[EXCERPTED DATA — start]

//! Institution supervisor repository: operations on the `supervisors` table.

use rusqlite::{params, Connection, OptionalExtension, Row};

use super::{new_id, now_timestamp, Database, DatabaseError, Upserted};
use crate::model::{SupervisorFields, SupervisorProfile};

const COLUMNS: &str = "id, email, nip, nama, instansi, jabatan_instansi";

fn from_row(row: &Row<'_>) -> Result<SupervisorProfile, rusqlite::Error> {
    Ok(SupervisorProfile {
        id: row.get("id")?,
        email: row.get("email")?,
        nip: row.get("nip")?,
        nama: row.get("nama")?,
        instansi: row.get("instansi")?,
        jabatan_instansi: row.get("jabatan_instansi")?,
    })
}

fn find_in(conn: &Connection, email: &str) -> Result<Option<SupervisorProfile>, DatabaseError> {
    Ok(conn
        .query_row(
            &format!("SELECT {COLUMNS} FROM supervisors WHERE email = ?1"),
            params![email],
            from_row,
        )
        .optional()?)
}

pub fn create_or_fetch(
    db: &Database,
    fields: &SupervisorFields,
) -> Result<Upserted<SupervisorProfile>, DatabaseError> {
    db.with_tx(|tx| {
        if let Some(existing) = find_in(tx, &fields.email)? {
            return Ok(Upserted::Existing(existing));
        }

        let profile = SupervisorProfile {
            id: new_id(),
            email: fields.email.clone(),
            nip: fields.nip.clone(),
            nama: fields.nama.clone(),
            instansi: fields.instansi.clone(),
            jabatan_instansi: fields.jabatan_instansi.clone(),
        };
        tx.execute(
            "INSERT INTO supervisors (id, email, nip, nama, instansi, jabatan_instansi,
             created_at, updated_at)
             VALUES (?1, ?2, ?3, ?4, ?5, ?6, ?7, ?7)",
            params![
                profile.id,
                profile.email,
                profile.nip,
                profile.nama,
                profile.instansi,
                profile.jabatan_instansi,
                now_timestamp(),
            ],
        )?;
        log::info!("Created supervisor profile for {}", profile.email);
        Ok(Upserted::Created(profile))
    })
}

pub fn find_by_email(db: &Database, email: &str) -> Result<Option<SupervisorProfile>, DatabaseError> {
    db.with_conn(|conn| find_in(conn, email))
}

/// First profile registered for `instansi`.
pub fn find_by_instansi(
    db: &Database,
    instansi: &str,
) -> Result<Option<SupervisorProfile>, DatabaseError> {
    db.with_conn(|conn| {
        Ok(conn
            .query_row(
                &format!(
                    "SELECT {COLUMNS} FROM supervisors WHERE instansi = ?1
                     ORDER BY created_at, rowid LIMIT 1"
                ),
                params![instansi],
                from_row,
            )
            .optional()?)
    })
}

pub fn find_all(db: &Database) -> Result<Vec<SupervisorProfile>, DatabaseError> {
    db.with_conn(|conn| {
        let mut stmt =
            conn.prepare(&format!("SELECT {COLUMNS} FROM supervisors ORDER BY created_at, rowid"))?;
        let rows = stmt.query_map([], from_row)?.collect::<Result<Vec<_>, _>>()?;
        Ok(rows)
    })
}

/// Overwrites every field of the profile keyed by `fields.email`.
/// Returns `None` when no such profile exists.
pub fn update(
    db: &Database,
    fields: &SupervisorFields,
) -> Result<Option<SupervisorProfile>, DatabaseError> {
    db.with_tx(|tx| {
        let changed = tx.execute(
            "UPDATE supervisors SET nip = ?2, nama = ?3, instansi = ?4, jabatan_instansi = ?5,
             updated_at = ?6 WHERE email = ?1",
            params![
                fields.email,
                fields.nip,
                fields.nama,
                fields.instansi,
                fields.jabatan_instansi,
                now_timestamp(),
            ],
        )?;
        if changed == 0 {
            return Ok(None);
        }
        find_in(tx, &fields.email)
    })
}

#[cfg(test)]
mod tests {
    use super::*;

    fn fields(email: &str, instansi: &str) -> SupervisorFields {
        SupervisorFields {
            email: email.to_string(),
            nip: "19800101".to_string(),
            nama: "Pak Joko".to_string(),
            instansi: instansi.to_string(),
            jabatan_instansi: None,
        }
    }

    #[test]
    fn test_create_is_idempotent() {
        let db = Database::open_in_memory().unwrap();
        let first = create_or_fetch(&db, &fields("p@x.com", "PT Maju")).unwrap();
        let second = create_or_fetch(&db, &fields("p@x.com", "PT Lain")).unwrap();
        assert!(first.is_created());
        assert!(!second.is_created());
        assert_eq!(second.into_inner().instansi, "PT Maju");
    }

    #[test]
    fn test_find_by_instansi_returns_first() {
        let db = Database::open_in_memory().unwrap();
        create_or_fetch(&db, &fields("p1@x.com", "PT Maju")).unwrap();
        create_or_fetch(&db, &fields("p2@x.com", "PT Maju")).unwrap();

        let found = find_by_instansi(&db, "PT Maju").unwrap().unwrap();
        assert_eq!(found.email, "p1@x.com");
        assert!(find_by_instansi(&db, "DoesNotExist").unwrap().is_none());
        assert_eq!(find_all(&db).unwrap().len(), 2);
    }

    #[test]
    fn test_update_overwrites_fields() {
        let db = Database::open_in_memory().unwrap();
        create_or_fetch(&db, &fields("p@x.com", "PT Maju")).unwrap();

        let mut changed = fields("p@x.com", "PT Baru");
        changed.jabatan_instansi = Some("Manajer".to_string());
        let updated = update(&db, &changed).unwrap().unwrap();
        assert_eq!(updated.instansi, "PT Baru");
        assert_eq!(updated.jabatan_instansi.as_deref(), Some("Manajer"));

        assert!(update(&db, &fields("ghost@x.com", "X")).unwrap().is_none());
    }
}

[EXCERPTED DATA — finish]

#### DESCRIPTION OF THE TASK:
The response should consist of every record above, reproduced exactly.

#### PROBLEM SOLUTION:
//! Institution supervisor repository: operations on the `supervisors` table.

use rusqlite::{params, Connection, OptionalExtension, Row};

use super::{new_id, now_timestamp, Database, DatabaseError, Upserted};
use crate::model::{SupervisorFields, SupervisorProfile};

const COLUMNS: &str = "id, email, nip, nama, instansi, jabatan_instansi";

fn from_row(row: &Row<'_>) -> Result<SupervisorProfile, rusqlite::Error> {
    Ok(SupervisorProfile {
        id: row.get("id")?,
        email: row.get("email")?,
        nip: row.get("nip")?,
        nama: row.get("nama")?,
        instansi: row.get("instansi")?,
        jabatan_instansi: row.get("jabatan_instansi")?,
    })
}

fn find_in(conn: &Connection, email: &str) -> Result<Option<SupervisorProfile>, DatabaseError> {
    Ok(conn
        .query_row(
            &format!("SELECT {COLUMNS} FROM supervisors WHERE email = ?1"),
            params![email],
            from_row,
        )
        .optional()?)
}

pub fn create_or_fetch(
    db: &Database,
    fields: &SupervisorFields,
) -> Result<Upserted<SupervisorProfile>, DatabaseError> {
    db.with_tx(|tx| {
        if let Some(existing) = find_in(tx, &fields.email)? {
            return Ok(Upserted::Existing(existing));
        }

        let profile = SupervisorProfile {
            id: new_id(),
            email: fields.email.clone(),
            nip: fields.nip.clone(),
            nama: fields.nama.clone(),
            instansi: fields.instansi.clone(),
            jabatan_instansi: fields.jabatan_instansi.clone(),
        };
        tx.execute(
            "INSERT INTO supervisors (id, email, nip, nama, instansi, jabatan_instansi,
             created_at, updated_at)
             VALUES (?1, ?2, ?3, ?4, ?5, ?6, ?7, ?7)",
            params![
                profile.id,
                profile.email,
                profile.nip,
                profile.nama,
                profile.instansi,
                profile.jabatan_instansi,
                now_timestamp(),
            ],
        )?;
        log::info!("Created supervisor profile for {}", profile.email);
        Ok(Upserted::Created(profile))
    })
}

pub fn find_by_email(db: &Database, email: &str) -> Result<Option<SupervisorProfile>, DatabaseError> {
    db.with_conn(|conn| find_in(conn, email))
}

/// First profile registered for `instansi`.
pub fn find_by_instansi(
    db: &Database,
    instansi: &str,
) -> Result<Option<SupervisorProfile>, DatabaseError> {
    db.with_conn(|conn| {
        Ok(conn
            .query_row(
                &format!(
                    "SELECT {COLUMNS} FROM supervisors WHERE instansi = ?1
                     ORDER BY created_at, rowid LIMIT 1"
                ),
                params![instansi],
                from_row,
            )
            .optional()?)
    })
}

pub fn find_all(db: &Database) -> Result<Vec<SupervisorProfile>, DatabaseError> {
    db.with_conn(|conn| {
        let mut stmt =
            conn.prepare(&format!("SELECT {COLUMNS} FROM supervisors ORDER BY created_at, rowid"))?;
        let rows = stmt.query_map([], from_row)?.collect::<Result<Vec<_>, _>>()?;
        Ok(rows)
    })
}

/// Overwrites every field of the profile keyed by `fields.email`.
/// Returns `None` when no such profile exists.
pub fn update(
    db: &Database,
    fields: &SupervisorFields,
) -> Result<Option<SupervisorProfile>, DatabaseError> {
    db.with_tx(|tx| {
        let changed = tx.execute(
            "UPDATE supervisors SET nip = ?2, nama = ?3, instansi = ?4, jabatan_instansi = ?5,
             updated_at = ?6 WHERE email = ?1",
            params![
                fields.email,
                fields.nip,
                fields.nama,
                fields.instansi,
                fields.jabatan_instansi,
                now_timestamp(),
            ],
        )?;
        if changed == 0 {
            return Ok(None);
        }
        find_in(tx, &fields.email)
    })
}

#[cfg(test)]
mod tests {
    use super::*;

    fn fields(email: &str, instansi: &str) -> SupervisorFields {
        SupervisorFields {
            email: email.to_string(),
            nip: "19800101".to_string(),
            nama: "Pak Joko".to_string(),
            instansi: instansi.to_string(),
            jabatan_instansi: None,
        }
    }

    #[test]
    fn test_create_is_idempotent() {
        let db = Database::open_in_memory().unwrap();
        let first = create_or_fetch(&db, &fields("p@x.com", "PT Maju")).unwrap();
        let second = create_or_fetch(&db, &fields("p@x.com", "PT Lain")).unwrap();
        assert!(first.is_created());
        assert!(!second.is_created());
        assert_eq!(second.into_inner().instansi, "PT Maju");
    }

    #[test]
    fn test_find_by_instansi_returns_first() {
        let db = Database::open_in_memory().unwrap();
        create_or_fetch(&db, &fields("p1@x.com", "PT Maju")).unwrap();
        create_or_fetch(&db, &fields("p2@x.com", "PT Maju")).unwrap();

        let found = find_by_instansi(&db, "PT Maju").unwrap().unwrap();
        assert_eq!(found.email, "p1@x.com");
        assert!(find_by_instansi(&db, "DoesNotExist").unwrap().is_none());
        assert_eq!(find_all(&db).unwrap().len(), 2);
    }

    #[test]
    fn test_update_overwrites_fields() {
        let db = Database::open_in_memory().unwrap();
        create_or_fetch(&db, &fields("p@x.com", "PT Maju")).unwrap();

        let mut changed = fields("p@x.com", "PT Baru");
        changed.jabatan_instansi = Some("Manajer".to_string());
        let updated = update(&db, &changed).unwrap().unwrap();
        assert_eq!(updated.instansi, "PT Baru");
        assert_eq!(updated.jabatan_instansi.as_deref(), Some("Manajer"));

        assert!(update(&db, &fields("ghost@x.com", "X")).unwrap().is_none());
    }
}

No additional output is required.